------ DATA RECORDS

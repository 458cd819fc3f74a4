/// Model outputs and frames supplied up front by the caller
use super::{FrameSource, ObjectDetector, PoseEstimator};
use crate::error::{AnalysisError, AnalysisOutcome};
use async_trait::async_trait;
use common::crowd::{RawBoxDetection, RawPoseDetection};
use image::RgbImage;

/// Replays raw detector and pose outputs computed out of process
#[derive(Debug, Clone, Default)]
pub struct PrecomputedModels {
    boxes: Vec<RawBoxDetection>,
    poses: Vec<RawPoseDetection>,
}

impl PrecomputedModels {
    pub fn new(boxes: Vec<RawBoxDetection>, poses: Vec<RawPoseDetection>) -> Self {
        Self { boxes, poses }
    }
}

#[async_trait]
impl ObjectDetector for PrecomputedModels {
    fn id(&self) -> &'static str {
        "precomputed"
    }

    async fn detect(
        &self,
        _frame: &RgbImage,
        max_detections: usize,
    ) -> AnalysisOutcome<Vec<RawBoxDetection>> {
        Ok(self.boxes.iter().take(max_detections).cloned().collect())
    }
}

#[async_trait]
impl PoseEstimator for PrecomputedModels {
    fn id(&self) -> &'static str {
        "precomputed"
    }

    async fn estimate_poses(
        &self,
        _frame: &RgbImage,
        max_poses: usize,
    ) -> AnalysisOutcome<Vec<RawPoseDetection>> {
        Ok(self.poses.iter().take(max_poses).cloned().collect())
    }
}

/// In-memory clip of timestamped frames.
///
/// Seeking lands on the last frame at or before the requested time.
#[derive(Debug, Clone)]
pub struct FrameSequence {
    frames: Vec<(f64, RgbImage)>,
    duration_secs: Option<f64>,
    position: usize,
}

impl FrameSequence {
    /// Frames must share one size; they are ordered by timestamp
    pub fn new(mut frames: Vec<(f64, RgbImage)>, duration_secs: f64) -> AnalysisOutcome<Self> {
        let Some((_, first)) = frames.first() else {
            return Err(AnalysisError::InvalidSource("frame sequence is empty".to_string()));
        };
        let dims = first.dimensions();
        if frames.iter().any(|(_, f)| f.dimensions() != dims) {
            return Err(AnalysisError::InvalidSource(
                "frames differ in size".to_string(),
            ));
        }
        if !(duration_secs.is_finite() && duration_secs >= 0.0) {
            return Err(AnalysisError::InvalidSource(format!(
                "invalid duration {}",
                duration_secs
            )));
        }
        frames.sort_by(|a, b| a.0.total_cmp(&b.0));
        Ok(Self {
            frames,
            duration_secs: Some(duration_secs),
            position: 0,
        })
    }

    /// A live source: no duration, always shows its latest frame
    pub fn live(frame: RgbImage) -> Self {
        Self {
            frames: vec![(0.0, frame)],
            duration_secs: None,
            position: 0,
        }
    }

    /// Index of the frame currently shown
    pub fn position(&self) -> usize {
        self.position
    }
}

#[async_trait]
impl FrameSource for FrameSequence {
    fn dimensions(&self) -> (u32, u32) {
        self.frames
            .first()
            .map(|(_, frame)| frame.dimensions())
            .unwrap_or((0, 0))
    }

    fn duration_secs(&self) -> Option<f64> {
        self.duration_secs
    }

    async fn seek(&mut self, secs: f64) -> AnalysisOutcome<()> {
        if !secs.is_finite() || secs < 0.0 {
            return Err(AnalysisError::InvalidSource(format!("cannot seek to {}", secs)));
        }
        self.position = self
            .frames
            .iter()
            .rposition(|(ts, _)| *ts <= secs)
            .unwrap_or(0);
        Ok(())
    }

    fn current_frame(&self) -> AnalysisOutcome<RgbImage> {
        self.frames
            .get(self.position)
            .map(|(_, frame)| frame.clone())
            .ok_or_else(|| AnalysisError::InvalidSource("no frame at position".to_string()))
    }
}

------------

YOUR TASK:
Copy all the entries exactly.

EXERCISE SOLUTION:
repository 458cd819fc3f74a4
/// Model outputs and frames supplied up front by the caller
use super::{FrameSource, ObjectDetector, PoseEstimator};
use crate::error::{AnalysisError, AnalysisOutcome};
use async_trait::async_trait;
use common::crowd::{RawBoxDetection, RawPoseDetection};
use image::RgbImage;

/// Replays raw detector and pose outputs computed out of process
#[derive(Debug, Clone, Default)]
pub struct PrecomputedModels {
    boxes: Vec<RawBoxDetection>,
    poses: Vec<RawPoseDetection>,
}

impl PrecomputedModels {
    pub fn new(boxes: Vec<RawBoxDetection>, poses: Vec<RawPoseDetection>) -> Self {
        Self { boxes, poses }
    }
}

#[async_trait]
impl ObjectDetector for PrecomputedModels {
    fn id(&self) -> &'static str {
        "precomputed"
    }

    async fn detect(
        &self,
        _frame: &RgbImage,
        max_detections: usize,
    ) -> AnalysisOutcome<Vec<RawBoxDetection>> {
        Ok(self.boxes.iter().take(max_detections).cloned().collect())
    }
}

#[async_trait]
impl PoseEstimator for PrecomputedModels {
    fn id(&self) -> &'static str {
        "precomputed"
    }

    async fn estimate_poses(
        &self,
        _frame: &RgbImage,
        max_poses: usize,
    ) -> AnalysisOutcome<Vec<RawPoseDetection>> {
        Ok(self.poses.iter().take(max_poses).cloned().collect())
    }
}

/// In-memory clip of timestamped frames.
///
/// Seeking lands on the last frame at or before the requested time.
#[derive(Debug, Clone)]
pub struct FrameSequence {
    frames: Vec<(f64, RgbImage)>,
    duration_secs: Option<f64>,
    position: usize,
}

impl FrameSequence {
    /// Frames must share one size; they are ordered by timestamp
    pub fn new(mut frames: Vec<(f64, RgbImage)>, duration_secs: f64) -> AnalysisOutcome<Self> {
        let Some((_, first)) = frames.first() else {
            return Err(AnalysisError::InvalidSource("frame sequence is empty".to_string()));
        };
        let dims = first.dimensions();
        if frames.iter().any(|(_, f)| f.dimensions() != dims) {
            return Err(AnalysisError::InvalidSource(
                "frames differ in size".to_string(),
            ));
        }
        if !(duration_secs.is_finite() && duration_secs >= 0.0) {
            return Err(AnalysisError::InvalidSource(format!(
                "invalid duration {}",
                duration_secs
            )));
        }
        frames.sort_by(|a, b| a.0.total_cmp(&b.0));
        Ok(Self {
            frames,
            duration_secs: Some(duration_secs),
            position: 0,
        })
    }

    /// A live source: no duration, always shows its latest frame
    pub fn live(frame: RgbImage) -> Self {
        Self {
            frames: vec![(0.0, frame)],
            duration_secs: None,
            position: 0,
        }
    }

    /// Index of the frame currently shown
    pub fn position(&self) -> usize {
        self.position
    }
}

#[async_trait]
impl FrameSource for FrameSequence {
    fn dimensions(&self) -> (u32, u32) {
        self.frames
            .first()
            .map(|(_, frame)| frame.dimensions())
            .unwrap_or((0, 0))
    }

    fn duration_secs(&self) -> Option<f64> {
        self.duration_secs
    }

    async fn seek(&mut self, secs: f64) -> AnalysisOutcome<()> {
        if !secs.is_finite() || secs < 0.0 {
            return Err(AnalysisError::InvalidSource(format!("cannot seek to {}", secs)));
        }
        self.position = self
            .frames
            .iter()
            .rposition(|(ts, _)| *ts <= secs)
            .unwrap_or(0);
        Ok(())
    }

    fn current_frame(&self) -> AnalysisOutcome<RgbImage> {
        self.frames
            .get(self.position)
            .map(|(_, frame)| frame.clone())
            .ok_or_else(|| AnalysisError::InvalidSource("no frame at position".to_string()))
    }
}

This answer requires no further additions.